A WELL-KEPT SECRET
Global investors are not aware of the fantastic returns on investment or on assets possible in this country
The gentleman was the boss of a finance agency. He said Bangladesh had conveniently kept itself an LDC, and the business community home and abroad had intelligently kept Bangladesh hidden from global investors to take the skim for themselves only.
He said if we monetise our natural resource depositories as per international prices, adjust the agricultural produce with global prices, and put a price tag on the domestic work put in by many women at home, the size of the Bangladesh economy would be at least $250bn.
That gentleman is not alone. Many in the West, and professionals working for global corporations with short stints in Bangladesh, think the same way. Unfortunately for them, our statistics do not paint the kind of rosy picture that would attract global biggies to invest in Bangladesh.
They are not aware of the fantastic returns on investment or on assets possible in this country. Global corporations are yet to take cognisance of the rising per capita income, or the rise of the middle class with changing tastes, lifestyles and outlooks. Bangladesh remains a safe haven for local investors, with lower corporate governance.
The Bangladesh rural economy remains the beneficiary of 89% of inward remittances, which exceeded Tk1 trillion in recent years. Increasing inward remittance along with money disbursed by large microfinance networks not only created tremendous synergy in rural Bangladesh, it significantly contributed towards the rise of women entrepreneurship, and integrated rural women into nation-building.
Continuous focus on the rural economy, and medium term and seasonal employment generating programs by subsequent governments backed by thoughtful support from development partners, has helped Bangladesh reduce its rural poverty significantly.
Synergy in the rural economy, focus on urban slum dwellers, and the rise of small and medium entrepreneurship, along with attention on building an above average health and education network, has helped Bangladesh to fast meet or even exceed many MDGs.

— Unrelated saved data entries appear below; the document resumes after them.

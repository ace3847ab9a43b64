use std::path::Path;

use crate::cleaning::CleaningPolicy;
use crate::cli::cleaned_batch;
use crate::error::Result;
use crate::export;
use crate::settings::load_settings;

pub fn run(
    file: &str,
    include_critical: bool,
    exclude_errors: bool,
    exclude_warnings: bool,
    output: Option<&str>,
) -> Result<()> {
    let defaults = load_settings()?.cleaning_policy();
    let policy = CleaningPolicy {
        include_critical: include_critical || defaults.include_critical,
        include_errors: defaults.include_errors && !exclude_errors,
        include_warnings: defaults.include_warnings && !exclude_warnings,
    };
    let (settings, batch) = cleaned_batch(file, Some(policy))?;
    let delimiter = settings.delimiter_byte()?;
    let kept = batch.cleaned().len();
    let total = batch.validations().len();

    match output {
        Some(path) => {
            export::write_file(batch.cleaned(), Path::new(path), delimiter)?;
            println!("Kept {kept} of {total} transactions, written to {path}");
        }
        None => {
            print!("{}", export::to_delimited(batch.cleaned(), delimiter)?);
            eprintln!("Kept {kept} of {total} transactions");
        }
    }
    Ok(())
}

Despite resistance to continuous reforms, or the lack of courage to go for bigger institutional or regulatory reforms, the country has already become an example among LDCs where reforms driven by development partners worked well. As usual, there are corruption charges against project managers, or lack of coordination among implementing agencies, or delays in project implementation. Yet, large projects supported by development partners have helped Bangladesh to positively impact its growth drivers.
Despite a shortage of funds, inadequate project implementation capacity, corruption, and institutional bottlenecks, Bangladesh never lost track of improving education. Public education has helped Bangladesh create graduates with a global outlook. A few private universities also moved fast because of the increasing demand of higher education. Bangladesh today should be proud to have a respectable private education sector, which is better than that of many similar countries.
Private entrepreneurship in Bangladesh is a success story all along. They have learned the tricks of survival amidst multi-faceted global challenges. They have proven their successes in not only putting up a large and reliable supply chain in the apparel business, but also in demonstrating their leadership in pharmaceuticals, steel, food processing, and consumer goods. Though the banking sector had to live with large default loans and a lack of customer-friendly products, things are shaping up fast.
Our media has stayed on the path of championing democratic values, women’s empowerment, better economic management, and support for the marginalised. Even major Islamist parties never made their voices loud against a scientific education policy. Increasing numbers of women are joining the workforce, taking senior positions in management and politics.
The country has comfortably positioned itself as an emerging trading nation, and has successfully reaped benefits from the international trade regime. The time has come for us to not only build but expand our core competence to operate as a global operator in the chosen fields.
We need more political, administrative, fiscal, and market reforms to attend to the changing needs of the global community. We need to build up our watchdog agencies in a respectable way, with commendable capacities. More of our educational institutions should pass the standardisation process, and produce world-class graduates.
Our courts must deliver results closer to people’s expectations. Our regulatory bodies must be forward-looking, and our politics must reflect the aspirations of the teeming millions. We want more young and educated people to be in command of charting a path for Bangladesh, and lead this country from the front.
Mamun Rashid is a business professor and financial sector entrepreneur.